We think it fairly deducible from these decisions that insolvency is a distinct equitable ground of set-off, outside of the statute. It is in evidence that when appellants signed the note in favor of Jackson, as surety for Sulzer, the husband had in mind his indebtedness to Sulzer. He testified: That Sulzer promised him protection. “He would not see us suffer, but would protect us. That I was under obligations to him. That I owed him. I did owe him the note in suit, and $1,800 besides. I would not have signed the Jackson note had I not owed him.” It is apparent, too, that Sulzer requested Clark to become surety on his note for the reason that he was his debtor. Sulzer is insolvent. Clark has already paid the debt owing by Sulzer to Jackson.
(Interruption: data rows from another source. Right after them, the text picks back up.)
//! Qualified-name symbol table built while lowering declarations

use super::syntax::{bare_type, first_template_arg, simple_name, strip_template_args};
use crate::tree::NodeId;
use std::collections::HashMap;

const MAX_ALIAS_DEPTH: usize = 8;
const SMART_POINTERS: [&str; 4] = ["unique_ptr", "shared_ptr", "weak_ptr", "auto_ptr"];

#[derive(Debug, Clone)]
pub(super) enum TypeTarget {
    Record { keyword: &'static str },
    Alias { target: String, context: Vec<String> },
    Enum,
}

#[derive(Debug, Clone)]
pub(super) struct TypeEntry {
    pub decls: Vec<NodeId>,
    pub definition: Option<NodeId>,
    pub target: TypeTarget,
    pub bases: Vec<(String, Vec<String>)>,
}

impl TypeEntry {
    pub fn new(target: TypeTarget) -> Self {
        Self {
            decls: Vec::new(),
            definition: None,
            target,
            bases: Vec::new(),
        }
    }

    /// Node a reference to this type should point at
    pub fn reference_node(&self) -> Option<NodeId> {
        self.decls.first().copied().or(self.definition)
    }

    /// Node that owns the members of this type
    pub fn owner_node(&self) -> Option<NodeId> {
        self.definition.or_else(|| self.decls.first().copied())
    }

    pub fn spelling(&self, qualified: &str) -> String {
        match self.target {
            TypeTarget::Record { keyword } => format!("{keyword} {qualified}"),
            TypeTarget::Enum => format!("enum {qualified}"),
            TypeTarget::Alias { .. } => qualified.to_string(),
        }
    }
}

#[derive(Debug, Clone)]
pub(super) struct FunctionEntry {
    pub node: NodeId,
    pub params: Vec<String>,
    pub has_body: bool,
}

/// Variable or field with its declared type text and lookup context
#[derive(Debug, Clone)]
pub(super) struct TypedSymbol {
    pub node: NodeId,
    pub type_text: String,
    pub context: Vec<String>,
}

#[derive(Debug, Default)]
pub(super) struct SymbolTable {
    pub namespaces: HashMap<String, NodeId>,
    pub types: HashMap<String, TypeEntry>,
    pub functions: HashMap<String, Vec<FunctionEntry>>,
    pub fields: HashMap<String, TypedSymbol>,
    pub globals: HashMap<String, TypedSymbol>,
    pub returns: HashMap<NodeId, (String, Vec<String>)>,
    pub usings: Vec<String>,
}

/// Enclosing scopes of `path`, innermost first, ending with the global scope
pub(super) fn lookup_context(path: &[String]) -> Vec<String> {
    (0..=path.len()).rev().map(|len| path[..len].join("::")).collect()
}

impl SymbolTable {
    /// Fully qualified spellings `name` may refer to from `context`
    fn candidates(&self, name: &str, context: &[String]) -> Vec<String> {
        if let Some(absolute) = name.strip_prefix("::") {
            return vec![absolute.to_string()];
        }
        let mut out: Vec<String> = context
            .iter()
            .map(|scope| {
                if scope.is_empty() {
                    name.to_string()
                } else {
                    format!("{scope}::{name}")
                }
            })
            .collect();
        out.extend(self.usings.iter().map(|ns| format!("{ns}::{name}")));
        out
    }

    pub fn find_type(&self, name: &str, context: &[String]) -> Option<(String, &TypeEntry)> {
        let name = strip_template_args(name);
        self.candidates(&name, context)
            .into_iter()
            .find_map(|candidate| self.types.get(&candidate).map(|entry| (candidate, entry)))
    }

    pub fn find_namespace(&self, name: &str, context: &[String]) -> Option<String> {
        self.candidates(name, context)
            .into_iter()
            .find(|candidate| self.namespaces.contains_key(candidate))
    }

    /// Qualified name of the class or struct a type spelling denotes,
    /// looking through typedefs and smart pointers
    pub fn resolve_record(&self, type_text: &str, context: &[String]) -> Option<String> {
        self.resolve_record_at(type_text, context, 0)
    }

    fn resolve_record_at(&self, type_text: &str, context: &[String], depth: usize) -> Option<String> {
        if depth > MAX_ALIAS_DEPTH {
            return None;
        }
        let bare = bare_type(type_text);
        let base = strip_template_args(&bare);
        if SMART_POINTERS.contains(&simple_name(&base).as_str()) {
            let inner = first_template_arg(&bare)?;
            return self.resolve_record_at(inner, context, depth + 1);
        }
        let (qualified, entry) = self.find_type(&base, context)?;
        match &entry.target {
            TypeTarget::Record { .. } => Some(qualified),
            TypeTarget::Alias { target, context } => self.resolve_record_at(target, context, depth + 1),
            TypeTarget::Enum => None,
        }
    }

    /// Free function (or static member named with its class) callable with `arity` arguments
    pub fn find_function(&self, name: &str, context: &[String], arity: usize) -> Option<NodeId> {
        self.candidates(name, context)
            .into_iter()
            .find_map(|candidate| self.functions.get(&candidate))
            .and_then(|entries| choose_overload(entries, arity))
    }

    /// Member function of `record` or one of its bases
    pub fn find_member_function(&self, record: &str, name: &str, arity: usize) -> Option<NodeId> {
        self.find_member_at(record, name, arity, 0)
    }

    fn find_member_at(&self, record: &str, name: &str, arity: usize, depth: usize) -> Option<NodeId> {
        if depth > MAX_ALIAS_DEPTH {
            return None;
        }
        if let Some(found) = self
            .functions
            .get(&format!("{record}::{name}"))
            .and_then(|entries| choose_overload(entries, arity))
        {
            return Some(found);
        }
        self.bases_of(record)
            .into_iter()
            .find_map(|base| self.find_member_at(&base, name, arity, depth + 1))
    }

    /// Constructor of `record` callable with `arity` arguments
    pub fn find_constructor(&self, record: &str, arity: usize) -> Option<NodeId> {
        let simple = simple_name(record);
        self.functions
            .get(&format!("{record}::{simple}"))
            .and_then(|entries| choose_overload(entries, arity))
    }

    pub fn find_field(&self, record: &str, name: &str) -> Option<&TypedSymbol> {
        self.find_field_at(record, name, 0)
    }

    fn find_field_at(&self, record: &str, name: &str, depth: usize) -> Option<&TypedSymbol> {
        if depth > MAX_ALIAS_DEPTH {
            return None;
        }
        if let Some(field) = self.fields.get(&format!("{record}::{name}")) {
            return Some(field);
        }
        self.bases_of(record)
            .into_iter()
            .find_map(|base| self.find_field_at(&base, name, depth + 1))
    }

    pub fn find_global(&self, name: &str, context: &[String]) -> Option<&TypedSymbol> {
        self.candidates(name, context)
            .into_iter()
            .find_map(|candidate| self.globals.get(&candidate))
    }

    fn bases_of(&self, record: &str) -> Vec<String> {
        self.types
            .get(record)
            .map(|entry| {
                entry
                    .bases
                    .iter()
                    .filter_map(|(name, context)| self.resolve_record(name, context))
                    .filter(|base| base != record)
                    .collect()
            })
            .unwrap_or_default()
    }

    /// Record type returned by a function, when it returns one by value, pointer or reference
    pub fn return_record(&self, function: NodeId) -> Option<String> {
        let (type_text, context) = self.returns.get(&function)?;
        self.resolve_record(type_text, context)
    }

    pub fn add_using(&mut self, namespace: String) {
        if !self.usings.contains(&namespace) {
            self.usings.push(namespace);
        }
    }
}

/// Prefer an overload with matching arity, then any overload
fn choose_overload(entries: &[FunctionEntry], arity: usize) -> Option<NodeId> {
    entries
        .iter()
        .find(|entry| entry.params.len() == arity)
        .or_else(|| entries.first())
        .map(|entry| entry.node)
}

#[cfg(test)]
mod tests {
    use super::*;

    fn table() -> SymbolTable {
        let mut symbols = SymbolTable::default();
        let mut person = TypeEntry::new(TypeTarget::Record { keyword: "class" });
        person.decls.push(NodeId(1));
        symbols.types.insert("Entities::Person".into(), person);

        symbols.types.insert(
            "CustomTypes::PersonRef".into(),
            TypeEntry::new(TypeTarget::Alias {
                target: "Entities::Person".into(),
                context: vec![String::new()],
            }),
        );

        symbols.functions.insert(
            "Entities::Person::getName".into(),
            vec![FunctionEntry {
                node: NodeId(2),
                params: vec![],
                has_body: false,
            }],
        );
        symbols.functions.insert(
            "Entities::Person::Person".into(),
            vec![
                FunctionEntry {
                    node: NodeId(3),
                    params: vec![],
                    has_body: false,
                },
                FunctionEntry {
                    node: NodeId(4),
                    params: vec!["int".into(), "int".into()],
                    has_body: false,
                },
            ],
        );
        symbols
    }

    #[test]
    fn context_runs_from_innermost_scope() {
        let path = vec!["A".to_string(), "B".to_string()];
        assert_eq!(lookup_context(&path), vec!["A::B", "A", ""]);
    }

    #[test]
    fn resolves_records_through_aliases_and_smart_pointers() {
        let symbols = table();
        let ctx = lookup_context(&["Entities".to_string()]);
        assert_eq!(symbols.resolve_record("const Person &", &ctx).as_deref(), Some("Entities::Person"));
        assert_eq!(
            symbols.resolve_record("CustomTypes::PersonRef", &[String::new()]).as_deref(),
            Some("Entities::Person")
        );
        assert_eq!(
            symbols.resolve_record("std::shared_ptr<Entities::Person>", &[String::new()]).as_deref(),
            Some("Entities::Person")
        );
        assert_eq!(symbols.resolve_record("int", &ctx), None);
    }

    #[test]
    fn overloads_prefer_matching_arity() {
        let symbols = table();
        assert_eq!(symbols.find_constructor("Entities::Person", 2), Some(NodeId(4)));
        assert_eq!(symbols.find_constructor("Entities::Person", 0), Some(NodeId(3)));
        assert_eq!(symbols.find_constructor("Entities::Person", 5), Some(NodeId(3)));
        assert_eq!(
            symbols.find_member_function("Entities::Person", "getName", 0),
            Some(NodeId(2))
        );
    }

    #[test]
    fn using_directives_extend_lookup() {
        let mut symbols = table();
        assert!(symbols.find_type("Person", &[String::new()]).is_none());
        symbols.add_using("Entities".into());
        symbols.add_using("Entities".into());
        assert_eq!(symbols.usings.len(), 1);
        assert!(symbols.find_type("Person", &[String::new()]).is_some());
    }
}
He is without remedy, unless he is allowed the set-off claimed. The circumstances of the case, we think, entitle him to the benefit of the doctrine cited. The assignment in this case is for the benefit of only three of Sulzers creditors. The assignment gave to the appellants only the rights that Sulzer had in the n'otes in suit. They were past due at the date of the assignment. They were charged with all outstanding equities against them. The evidence shows that at the time of the trial there was due appellants a balance of $11,000, and that they had in their hands property worth $18,950, with which to pay the same. From this it would appear that no harm could come to appellants by permitting appellees’ set-off. It would be inequitable, under the circumstances, to permit them to collect money from Clark for Sulzer and not credit Clark what he paid out for Sulzer. In other words, it would be, in the language of Thurman, C. J., in Fol*138lett v. Buyer, supra, “hard and inequitable that an insolvent payee should have the power, by an assignment made under such circumstances, to cast a loss upon his own surety.”

Counsel for appellees further contend that as the Jackson note was commercial paper, Sulzer being in solvent at the time it was signed by Clark and Casper, it at once became the debt of the solvent sureties; that, the note being payable in a bank in this State, it was actual payment; so that Sulzer owed Clark one-half of the Jackson note ($1,250) the moment it was delivered to Jackson, November 12, 1894, upon the assignment to appellants, and at the same time Clark owed Sulzer the balance of the notes in suit. Counsel for appellees also claim that the judgment must be affirmed because the evidence is not in the record. The conclusion we have reached renders it unnecessary to consider either one of these claims. We find no error in the record. Judgment affirmed.